Barometric Pressure And Bass
Ralph Manns
Schooling and aggregating behaviors are apparently associated with increased feeding and vulnerability to angling. When the barometer was high, 54 percent of the bass observed were aggregated (groups of 3 to 15), 12 percent were schooled (moving synchronously), while 44 percent were alone or paired. When the barometer was low, 57 percent were aggregated, 5 percent were schooling, and 38 percent were single or paired.
When the barometer was rising slowly, 64 percent of observed bass were aggregated, none were schooling, and 36 percent were paired or alone. When barometric pressure was falling slowly, 53 percent were aggregated, 20 percent were schooled, and 28 percent were alone or paired. If it weren’t for other factors affecting bass activity, the data might suggest that a falling barometer, approaching storm, increasing cloudiness, or a combination of these and other factors increased feeding activity.
Use of Cover
How about cover? With a steady barometer, 34 percent of observed bass were within 1.5 feet of cover, 31 percent more than 6 feet from cover, and the remaining 35 percent were in between. A slowly falling barometer found 30 percent in or close to cover, 25 percent away from cover, and 45 percent in between.

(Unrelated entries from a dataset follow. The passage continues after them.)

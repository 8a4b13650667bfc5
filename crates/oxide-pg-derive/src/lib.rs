//! Derive macro for oxide-pg record descriptions.
//!
//! This crate provides `#[derive(Record)]`, which implements
//! `oxide_pg::Record` for a struct with named fields: a cached field list
//! for schema reconciliation plus conversion to and from `oxide_pg::Row`.

use proc_macro::TokenStream;
use proc_macro2::TokenStream as TokenStream2;
use quote::quote;
use syn::{parse_macro_input, Attribute, Data, DeriveInput, Fields, Ident, LitStr, Meta, Type};

/// Derives `oxide_pg::Record`.
///
/// # Field Attributes
///
/// - `#[field(name = "column")]` - Column name (defaults to the field name);
///   `name = "-"` leaves the field out
/// - `#[field(skip)]` - Leaves the field out; it is read back as
///   `Default::default()`
/// - `#[field(key)]` - Part of the primary key
/// - `#[field(required)]` - Declared `NOT NULL` even when the type is an
///   `Option`
/// - `#[field(db_type = "varchar(32)")]` - Explicit SQL type
/// - `#[field(default = "'n/a'")]` - Explicit default literal
/// - `#[field(flatten)]` - The field is itself a `Record`; its columns are
///   inlined into this one
///
/// Every other field type must implement `ToValue` and `FromValue`.
#[proc_macro_derive(Record, attributes(field))]
pub fn derive_record(input: TokenStream) -> TokenStream {
    let input = parse_macro_input!(input as DeriveInput);
    derive_record_impl(&input)
        .unwrap_or_else(|e| e.to_compile_error())
        .into()
}

fn derive_record_impl(input: &DeriveInput) -> syn::Result<TokenStream2> {
    let struct_name = &input.ident;

    if !input.generics.params.is_empty() {
        return Err(syn::Error::new_spanned(
            &input.generics,
            "Record derive does not support generic structs",
        ));
    }

    let fields = match &input.data {
        Data::Struct(data) => match &data.fields {
            Fields::Named(fields) => &fields.named,
            _ => {
                return Err(syn::Error::new_spanned(
                    input,
                    "Record derive only supports structs with named fields",
                ));
            }
        },
        _ => {
            return Err(syn::Error::new_spanned(
                input,
                "Record derive only supports structs",
            ));
        }
    };

    let mut infos = Vec::new();
    for field in fields {
        let Some(ident) = field.ident.clone() else {
            return Err(syn::Error::new_spanned(field, "expected a named field"));
        };
        let attrs = parse_field_attrs(&field.attrs)?;
        if attrs.flatten && attrs.name.is_some() {
            return Err(syn::Error::new_spanned(
                field,
                "`flatten` fields cannot be renamed",
            ));
        }
        infos.push(FieldInfo {
            ident,
            ty: field.ty.clone(),
            attrs,
        });
    }

    let schema_entries = infos.iter().map(schema_entry);
    let to_row_entries = infos.iter().map(to_row_entry);
    let from_row_entries = infos.iter().map(from_row_entry);
    let record_name = struct_name.to_string();

    Ok(quote! {
        impl ::oxide_pg::Record for #struct_name {
            fn schema() -> &'static ::oxide_pg::RecordSchema {
                static SCHEMA: ::std::sync::OnceLock<::oxide_pg::RecordSchema> =
                    ::std::sync::OnceLock::new();
                SCHEMA.get_or_init(|| {
                    let mut fields: ::std::vec::Vec<::oxide_pg::FieldDescriptor> =
                        ::std::vec::Vec::new();
                    #(#schema_entries)*
                    ::oxide_pg::RecordSchema::new(#record_name, fields)
                })
            }

            fn to_row(&self) -> ::oxide_pg::Row {
                let mut row = ::oxide_pg::Row::new();
                #(#to_row_entries)*
                row
            }

            fn from_row(row: &::oxide_pg::Row) -> ::oxide_pg::Result<Self> {
                ::std::result::Result::Ok(Self {
                    #(#from_row_entries),*
                })
            }
        }
    })
}

struct FieldInfo {
    ident: Ident,
    ty: Type,
    attrs: FieldAttrs,
}

impl FieldInfo {
    fn is_skipped(&self) -> bool {
        self.attrs.skip || self.attrs.name.as_deref() == Some("-")
    }

    fn column_name(&self) -> String {
        self.attrs
            .name
            .clone()
            .unwrap_or_else(|| self.ident.to_string())
    }
}

#[derive(Default)]
struct FieldAttrs {
    name: Option<String>,
    skip: bool,
    key: bool,
    required: bool,
    flatten: bool,
    db_type: Option<String>,
    default: Option<String>,
}

fn schema_entry(info: &FieldInfo) -> TokenStream2 {
    if info.is_skipped() {
        return TokenStream2::new();
    }
    let ty = &info.ty;
    if info.attrs.flatten {
        return quote! {
            fields.extend(
                <#ty as ::oxide_pg::Record>::schema().fields().iter().cloned()
            );
        };
    }

    let field_name = info.ident.to_string();
    let rust_type = quote!(#ty).to_string().replace(' ', "");
    let alias = info.attrs.name.as_ref().map(|name| quote! { .alias(#name) });
    let key = info.attrs.key.then(|| quote! { .key() });
    let required = info.attrs.required.then(|| quote! { .required() });
    let db_type = info.attrs.db_type.as_ref().map(|t| quote! { .db_type(#t) });
    let default = info
        .attrs
        .default
        .as_ref()
        .map(|d| quote! { .default_literal(#d) });

    quote! {
        fields.push(
            ::oxide_pg::FieldDescriptor::new(#field_name, #rust_type)
                #alias #key #required #db_type #default
        );
    }
}

fn to_row_entry(info: &FieldInfo) -> TokenStream2 {
    if info.is_skipped() {
        return TokenStream2::new();
    }
    let ident = &info.ident;
    if info.attrs.flatten {
        return quote! {
            row.extend(::oxide_pg::Record::to_row(&self.#ident));
        };
    }
    let column = info.column_name();
    quote! {
        row.insert(#column, ::oxide_pg::ToValue::to_value(&self.#ident));
    }
}

fn from_row_entry(info: &FieldInfo) -> TokenStream2 {
    let ident = &info.ident;
    let ty = &info.ty;
    if info.is_skipped() {
        return quote! { #ident: ::std::default::Default::default() };
    }
    if info.attrs.flatten {
        return quote! { #ident: <#ty as ::oxide_pg::Record>::from_row(row)? };
    }
    let column = info.column_name();
    quote! { #ident: row.get_as::<#ty>(#column)? }
}

fn parse_field_attrs(attrs: &[Attribute]) -> syn::Result<FieldAttrs> {
    let mut result = FieldAttrs::default();

    for attr in attrs {
        if !attr.path().is_ident("field") {
            continue;
        }
        // Handle empty attribute like #[field]
        if matches!(attr.meta, Meta::Path(_)) {
            continue;
        }

        attr.parse_nested_meta(|meta| {
            if meta.path.is_ident("skip") {
                result.skip = true;
            } else if meta.path.is_ident("key") {
                result.key = true;
            } else if meta.path.is_ident("required") {
                result.required = true;
            } else if meta.path.is_ident("flatten") {
                result.flatten = true;
            } else if meta.path.is_ident("name") {
                result.name = Some(meta.value()?.parse::<LitStr>()?.value());
            } else if meta.path.is_ident("db_type") {
                result.db_type = Some(meta.value()?.parse::<LitStr>()?.value());
            } else if meta.path.is_ident("default") {
                result.default = Some(meta.value()?.parse::<LitStr>()?.value());
            } else {
                return Err(meta.error("unknown field attribute"));
            }
            Ok(())
        })?;
    }

    Ok(result)
}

During a slowly rising barometer, 30 percent held close to cover, 30 percent away from cover, and 40 percent in between. Barometric pressure changes didn’t provide a positive clue to bass location relative to cover. The data did, however, demonstrate that most bass are away from cover and suspended most of the time in a clear wood-deprived grass-free highland reservoir like Lake Travis.
We also monitored the location, movement, and apparent feeding of bass under various cloud conditions. Under overcast skies, bass were observed farther than 46 feet from shorelines in 23 percent of cases, while 19 percent were offshore under broken skies (50-80 percent sky coverage), 33 percent under scattered clouds, and 32 percent under clear skies.
Our bass apparently found little difference between partly cloudy and clear daytime skies, but most likely moved offshore under bright sunlight. Feeding was seen under overcast (42%), broken (23%), scattered (24%), and clear skies (28%). While overcast skies were clearly associated with increased feeding, clouds, even a broken ceiling, had little effect.
The low light of heavy cloud cover apparently makes preyfish more vulnerable to predators and encourages bass activity. Surprisingly, we documented slightly more feeding activity under totally clear skies than under partial clouds. The maximum brightness of clear skies, which creates optimum feeding opportunities for plankton-eating prey, likely encourages maximum preyfish activity, which in turn may stimulate increased predation.
When we analyzed the relationships between weather trends and bass proximity to cover, no trends appeared. Virtually the same percent held close to cover before and after a frontal passage, though more were found in cover after the front passed. Bass behavior seems determined by many variables, with no single factor like barometer reading, barometric change, sky condition, wind speed, wind direction, or even prey availability compelling bass to be active or inactive.
We monitored all of these variables and many others without finding any single factor that was a reliable predictor of feeding or striking activity by black bass. At any given time, some bass were inactive, some neutral, and some active. Small catches result when the percentage of inactive bass increases, while larger catches result when a few more fish decide, for whatever reason, to actively seek food.